As we slide into bed, my body stiffens at the news more than the cold. Edwina is unperturbed – or too distracted to notice, more likely – and she scrunches close to my back so we can share our body warmth. I can feel the place under the sheets where her abdomen used to be soft and now is ever so slightly rounded, distended, as if she’s eaten too many apples.
“You’re going?” I can’t keep the distress from my voice. We talked about this plan, of course. We whispered about it endlessly on nights just as cold as this one, but it seemed so strange, so outlandish, that I never believed it would work.
“Tomorrow,” she says. I can feel the smile in her voice, as if all her problems have vanished in a puff of steam engine smoke.
When I wake, Edwina is crying. She’s crying not like a girl who’s about to set off across the country, but like a wounded animal.
“What is it?” I whisper, sitting up. I scrabbled my hands across the table, searching for the candle stub.
“I don’t know. I don’t know,” she moans.
The flare of the candle makes me wince and blink and at first, I think the red is the searing of the light on my eyes. I blink again. And again. It’s all over me. All over my nightgown… red. Turning back toward Edwina, I pull down the covers. Everything’s blood. Her nightdress, the sheets, everything.
“God Almighty,” she says, her eyes wild, her arms wrapped around her stomach. I can see that her jaw is clenched tight, that she can barely speak.
Strangely, I hear my mother’s voice inside my head. “There’s no sense panicking the girl. Pull those covers up, child.” I do as instructed. I hide the blood.
“I’ll get Mrs. McLeod. We’ll call the doctor,” I say.

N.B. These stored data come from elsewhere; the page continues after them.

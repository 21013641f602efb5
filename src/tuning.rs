//! Physics tuning
//!
//! Every coefficient the simulation reads lives here so a presenter can ship a
//! JSON file that overrides a handful of them. Missing fields fall back to the
//! defaults below.

use std::fmt;
use std::path::Path;

use serde::{Deserialize, Serialize};

/// Tunable physics coefficients
#[derive(Debug, Clone, PartialEq, Serialize, Deserialize)]
#[serde(default)]
pub struct Tuning {
    // === Flight ===
    /// Vertical acceleration (negative = down)
    pub gravity: f32,
    /// Per-frame velocity multiplier (frame-rate dependent)
    pub friction: f32,
    /// Hard cap on ball speed
    pub max_speed: f32,

    // === Ground ===
    /// Fraction of vertical speed kept after a floor bounce
    pub bounce_damping: f32,
    /// Ball stops when |vy| and |v| drop below these
    pub stop_velocity_y: f32,
    pub stop_velocity_total: f32,
    /// Horizontal jitter per unit of impact speed
    pub ground_jitter: f32,

    // === Rim ===
    pub rim_bounce_damping: f32,
    pub rim_friction: f32,
    /// Contact band around the rim tube (height, radial)
    pub rim_contact_height: f32,
    pub rim_contact_width: f32,
    pub rim_jitter: f32,

    // === Backboard ===
    pub backboard_bounce_damping: f32,
    pub backboard_friction: f32,
    pub backboard_jitter: f32,

    // === Net ===
    /// Per-frame velocity multiplier inside the net funnel
    pub net_slowdown: f32,
    /// Speed floor inside the net so the ball never hangs
    pub net_min_speed: f32,
    /// Seconds the net keeps acting on a made shot
    pub net_passage_duration: f32,

    // === Shooting ===
    /// Launch speed at 100% power
    pub shot_base_velocity: f32,
    /// Maximum aim perturbation (radians) for long shots
    pub aim_noise: f32,
    /// Distance at which aim perturbation reaches half of `aim_noise`
    pub aim_noise_falloff: f32,
    /// Extra height above the rim the planner aims the apex at
    pub apex_clearance: f32,
    /// Power restored by a ball reset
    pub default_power: f32,

    // === Timers ===
    /// Seconds before an out-of-bounds ball returns to center
    pub auto_reset_delay: f32,

    // === Hoop reactions (cosmetic) ===
    pub rim_bump_amplitude: f32,
    pub rim_bump_duration: f32,
    pub net_sway_amplitude: f32,
    pub net_sway_duration: f32,
}

impl Default for Tuning {
    fn default() -> Self {
        Self {
            gravity: -9.8,
            friction: 0.98,
            max_speed: 60.0,

            bounce_damping: 0.7,
            stop_velocity_y: 0.5,
            stop_velocity_total: 1.0,
            ground_jitter: 0.05,

            rim_bounce_damping: 0.6,
            rim_friction: 0.8,
            rim_contact_height: 0.2,
            rim_contact_width: 0.15,
            rim_jitter: 0.5,

            backboard_bounce_damping: 0.6,
            backboard_friction: 0.85,
            backboard_jitter: 0.3,

            net_slowdown: 0.92,
            net_min_speed: 1.0,
            net_passage_duration: 0.6,

            shot_base_velocity: 25.0,
            aim_noise: 0.05,
            aim_noise_falloff: 8.0,
            apex_clearance: 0.3,
            default_power: 50.0,

            auto_reset_delay: 1.5,

            rim_bump_amplitude: 0.06,
            rim_bump_duration: 0.3,
            net_sway_amplitude: 0.12,
            net_sway_duration: 1.2,
        }
    }
}

/// Errors from loading or validating a tuning file
#[derive(Debug)]
pub enum TuningError {
    Io(std::io::Error),
    Parse(serde_json::Error),
    Invalid { field: &'static str, reason: &'static str },
}

impl fmt::Display for TuningError {
    fn fmt(&self, f: &mut fmt::Formatter<'_>) -> fmt::Result {
        match self {
            TuningError::Io(e) => write!(f, "failed to read tuning file: {e}"),
            TuningError::Parse(e) => write!(f, "failed to parse tuning json: {e}"),
            TuningError::Invalid { field, reason } => write!(f, "invalid tuning `{field}`: {reason}"),
        }
    }
}

impl std::error::Error for TuningError {
    fn source(&self) -> Option<&(dyn std::error::Error + 'static)> {
        match self {
            TuningError::Io(e) => Some(e),
            TuningError::Parse(e) => Some(e),
            TuningError::Invalid { .. } => None,
        }
    }
}

impl From<std::io::Error> for TuningError {
    fn from(e: std::io::Error) -> Self {
        TuningError::Io(e)
    }
}

impl From<serde_json::Error> for TuningError {
    fn from(e: serde_json::Error) -> Self {
        TuningError::Parse(e)
    }
}

impl Tuning {
    /// Parse and validate a (possibly partial) JSON document
    pub fn from_json_str(json: &str) -> Result<Self, TuningError> {
        let tuning: Tuning = serde_json::from_str(json)?;
        tuning.validate()?;
        Ok(tuning)
    }

    /// Load a tuning file from disk
    pub fn load(path: impl AsRef<Path>) -> Result<Self, TuningError> {
        let path = path.as_ref();
        let tuning = std::fs::read_to_string(path)
            .map_err(TuningError::from)
            .and_then(|json| Self::from_json_str(&json))
            .inspect_err(|e| log::warn!("Rejected tuning file {}: {}", path.display(), e))?;
        log::info!("Loaded tuning from {}", path.display());
        Ok(tuning)
    }

    /// Serialize to pretty JSON (for dumping the active values)
    pub fn to_json(&self) -> Result<String, TuningError> {
        Ok(serde_json::to_string_pretty(self)?)
    }

    /// Reject values that would make the simulation blow up
    pub fn validate(&self) -> Result<(), TuningError> {
        let fields = [
            ("gravity", self.gravity),
            ("friction", self.friction),
            ("max_speed", self.max_speed),
            ("bounce_damping", self.bounce_damping),
            ("stop_velocity_y", self.stop_velocity_y),
            ("stop_velocity_total", self.stop_velocity_total),
            ("ground_jitter", self.ground_jitter),
            ("rim_bounce_damping", self.rim_bounce_damping),
            ("rim_friction", self.rim_friction),
            ("rim_contact_height", self.rim_contact_height),
            ("rim_contact_width", self.rim_contact_width),
            ("rim_jitter", self.rim_jitter),
            ("backboard_bounce_damping", self.backboard_bounce_damping),
            ("backboard_friction", self.backboard_friction),
            ("backboard_jitter", self.backboard_jitter),
            ("net_slowdown", self.net_slowdown),
            ("net_min_speed", self.net_min_speed),
            ("net_passage_duration", self.net_passage_duration),
            ("shot_base_velocity", self.shot_base_velocity),
            ("aim_noise", self.aim_noise),
            ("aim_noise_falloff", self.aim_noise_falloff),
            ("apex_clearance", self.apex_clearance),
            ("default_power", self.default_power),
            ("auto_reset_delay", self.auto_reset_delay),
            ("rim_bump_amplitude", self.rim_bump_amplitude),
            ("rim_bump_duration", self.rim_bump_duration),
            ("net_sway_amplitude", self.net_sway_amplitude),
            ("net_sway_duration", self.net_sway_duration),
        ];
        for (field, value) in fields {
            if !value.is_finite() {
                return Err(TuningError::Invalid { field, reason: "must be finite" });
            }
        }

        if self.gravity >= 0.0 {
            return Err(TuningError::Invalid { field: "gravity", reason: "must be negative" });
        }
        if self.max_speed <= 0.0 {
            return Err(TuningError::Invalid { field: "max_speed", reason: "must be positive" });
        }

        let unit_fields = [
            ("friction", self.friction),
            ("bounce_damping", self.bounce_damping),
            ("rim_bounce_damping", self.rim_bounce_damping),
            ("rim_friction", self.rim_friction),
            ("backboard_bounce_damping", self.backboard_bounce_damping),
            ("backboard_friction", self.backboard_friction),
            ("net_slowdown", self.net_slowdown),
        ];
        for (field, value) in unit_fields {
            if value <= 0.0 || value > 1.0 {
                return Err(TuningError::Invalid { field, reason: "must be in (0, 1]" });
            }
        }

        let non_negative = [
            ("stop_velocity_y", self.stop_velocity_y),
            ("stop_velocity_total", self.stop_velocity_total),
            ("ground_jitter", self.ground_jitter),
            ("rim_contact_height", self.rim_contact_height),
            ("rim_contact_width", self.rim_contact_width),
            ("rim_jitter", self.rim_jitter),
            ("backboard_jitter", self.backboard_jitter),
            ("net_min_speed", self.net_min_speed),
            ("net_passage_duration", self.net_passage_duration),
            ("shot_base_velocity", self.shot_base_velocity),
            ("aim_noise", self.aim_noise),
            ("apex_clearance", self.apex_clearance),
            ("auto_reset_delay", self.auto_reset_delay),
            ("rim_bump_duration", self.rim_bump_duration),
            ("net_sway_duration", self.net_sway_duration),
        ];
        for (field, value) in non_negative {
            if value < 0.0 {
                return Err(TuningError::Invalid { field, reason: "must not be negative" });
            }
        }

        if self.aim_noise_falloff <= 0.0 {
            return Err(TuningError::Invalid { field: "aim_noise_falloff", reason: "must be positive" });
        }
        if !(crate::consts::MIN_POWER..=crate::consts::MAX_POWER).contains(&self.default_power) {
            return Err(TuningError::Invalid { field: "default_power", reason: "must be within 0..=100" });
        }

        Ok(())
    }
}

An arm snakes out from the blanket to clutch my wrist. “Are you insane?” Edwina says.
“You need a doctor.”
“She’ll kill me.”
I can still feel my mother with me. I can feel her calm. The way every emergency settled itself under her gaze.
“Okay,” I tell Edwina. “We need some towels, though, and we need to get you cleaned up. Maybe we can get you out of the house to the doctor.”
There’s no way she’s getting up on her own steam. I can tell just by looking at her.
“Stay here. Stay as quiet as you can. I’ll be right back,” I whisper, smoothing her hair behind her ears.
The grip on my arm loosens and I tuck her hand back under the blanket, patting her back as I pull on my robe. Then I’m racing down the stairs, already calculating whether it will be minutes or hours between the time Mrs. McLeod calls the doctor and the time help arrives.